• INSTRUCTIONS FOR THE TASK: Every line of the material must be set down again without alteration.
---- LISTED ENTRIES
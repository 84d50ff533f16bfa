//! Timed waits: render delays, human-like jitter and block backoff all go
//! through [`Pacing::pause`], which gives up early when the run is cancelled.
use async_trait::async_trait;
use std::sync::Arc;
use std::time::Duration;
use thiserror::Error;
use tokio_util::sync::CancellationToken;

#[derive(Debug, Error, Clone, Copy, PartialEq, Eq)]
#[error("interrupted by user")]
pub struct Interrupted;

/// Clock used for every wait. Tests swap in a recording implementation.
#[async_trait]
pub trait Pacer: Send + Sync {
    async fn sleep(&self, duration: Duration);
}

#[derive(Debug, Clone, Copy, Default)]
pub struct TokioPacer;

#[async_trait]
impl Pacer for TokioPacer {
    async fn sleep(&self, duration: Duration) {
        tokio::time::sleep(duration).await;
    }
}

#[derive(Clone)]
pub struct Pacing {
    pacer: Arc<dyn Pacer>,
    cancel: CancellationToken,
}

impl Pacing {
    pub fn new(pacer: Arc<dyn Pacer>, cancel: CancellationToken) -> Self {
        Self { pacer, cancel }
    }

    pub fn real(cancel: CancellationToken) -> Self {
        Self::new(Arc::new(TokioPacer), cancel)
    }

    pub fn cancel_token(&self) -> &CancellationToken {
        &self.cancel
    }

    pub fn is_cancelled(&self) -> bool {
        self.cancel.is_cancelled()
    }

    /// The underlying clock, for waits that must not be cut short.
    pub fn pacer(&self) -> Arc<dyn Pacer> {
        self.pacer.clone()
    }

    /// Suspend for `duration` unless the run is cancelled first.
    pub async fn pause(&self, duration: Duration) -> Result<(), Interrupted> {
        if self.cancel.is_cancelled() {
            return Err(Interrupted);
        }
        tokio::select! {
            biased;
            _ = self.cancel.cancelled() => Err(Interrupted),
            _ = self.pacer.sleep(duration) => Ok(()),
        }
    }
}

/// Uniform random delay in `[min_secs, max_secs]`.
pub fn jitter(min_secs: f64, max_secs: f64) -> Duration {
    let span = (max_secs - min_secs).max(0.0);
    Duration::from_secs_f64(min_secs.max(0.0) + fastrand::f64() * span)
}

#[cfg(test)]
mod tests {
    use super::*;

    #[test]
    fn jitter_stays_in_range() {
        for _ in 0..200 {
            let d = jitter(2.0, 5.0).as_secs_f64();
            assert!((2.0..=5.0).contains(&d), "{d}");
        }
        assert_eq!(jitter(1.0, 1.0), Duration::from_secs(1));
    }

    #[tokio::test]
    async fn pause_returns_early_when_cancelled() {
        let cancel = CancellationToken::new();
        let pacing = Pacing::real(cancel.clone());
        cancel.cancel();
        assert_eq!(pacing.pause(Duration::from_secs(3600)).await, Err(Interrupted));
    }

    #[tokio::test]
    async fn pause_sleeps_when_not_cancelled() {
        let pacing = Pacing::real(CancellationToken::new());
        assert_eq!(pacing.pause(Duration::from_millis(1)).await, Ok(()));
    }
}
--------
• RESULT FOR THIS EXERCISE:
repository 84d50ff533f16bfa
//! Timed waits: render delays, human-like jitter and block backoff all go
//! through [`Pacing::pause`], which gives up early when the run is cancelled.
use async_trait::async_trait;
use std::sync::Arc;
use std::time::Duration;
use thiserror::Error;
use tokio_util::sync::CancellationToken;

#[derive(Debug, Error, Clone, Copy, PartialEq, Eq)]
#[error("interrupted by user")]
pub struct Interrupted;

/// Clock used for every wait. Tests swap in a recording implementation.
#[async_trait]
pub trait Pacer: Send + Sync {
    async fn sleep(&self, duration: Duration);
}

#[derive(Debug, Clone, Copy, Default)]
pub struct TokioPacer;

#[async_trait]
impl Pacer for TokioPacer {
    async fn sleep(&self, duration: Duration) {
        tokio::time::sleep(duration).await;
    }
}

#[derive(Clone)]
pub struct Pacing {
    pacer: Arc<dyn Pacer>,
    cancel: CancellationToken,
}

impl Pacing {
    pub fn new(pacer: Arc<dyn Pacer>, cancel: CancellationToken) -> Self {
        Self { pacer, cancel }
    }

    pub fn real(cancel: CancellationToken) -> Self {
        Self::new(Arc::new(TokioPacer), cancel)
    }

    pub fn cancel_token(&self) -> &CancellationToken {
        &self.cancel
    }

    pub fn is_cancelled(&self) -> bool {
        self.cancel.is_cancelled()
    }

    /// The underlying clock, for waits that must not be cut short.
    pub fn pacer(&self) -> Arc<dyn Pacer> {
        self.pacer.clone()
    }

    /// Suspend for `duration` unless the run is cancelled first.
    pub async fn pause(&self, duration: Duration) -> Result<(), Interrupted> {
        if self.cancel.is_cancelled() {
            return Err(Interrupted);
        }
        tokio::select! {
            biased;
            _ = self.cancel.cancelled() => Err(Interrupted),
            _ = self.pacer.sleep(duration) => Ok(()),
        }
    }
}

/// Uniform random delay in `[min_secs, max_secs]`.
pub fn jitter(min_secs: f64, max_secs: f64) -> Duration {
    let span = (max_secs - min_secs).max(0.0);
    Duration::from_secs_f64(min_secs.max(0.0) + fastrand::f64() * span)
}

#[cfg(test)]
mod tests {
    use super::*;

    #[test]
    fn jitter_stays_in_range() {
        for _ in 0..200 {
            let d = jitter(2.0, 5.0).as_secs_f64();
            assert!((2.0..=5.0).contains(&d), "{d}");
        }
        assert_eq!(jitter(1.0, 1.0), Duration::from_secs(1));
    }

    #[tokio::test]
    async fn pause_returns_early_when_cancelled() {
        let cancel = CancellationToken::new();
        let pacing = Pacing::real(cancel.clone());
        cancel.cancel();
        assert_eq!(pacing.pause(Duration::from_secs(3600)).await, Err(Interrupted));
    }

    #[tokio::test]
    async fn pause_sleeps_when_not_cancelled() {
        let pacing = Pacing::real(CancellationToken::new());
        assert_eq!(pacing.pause(Duration::from_millis(1)).await, Ok(()));
    }
}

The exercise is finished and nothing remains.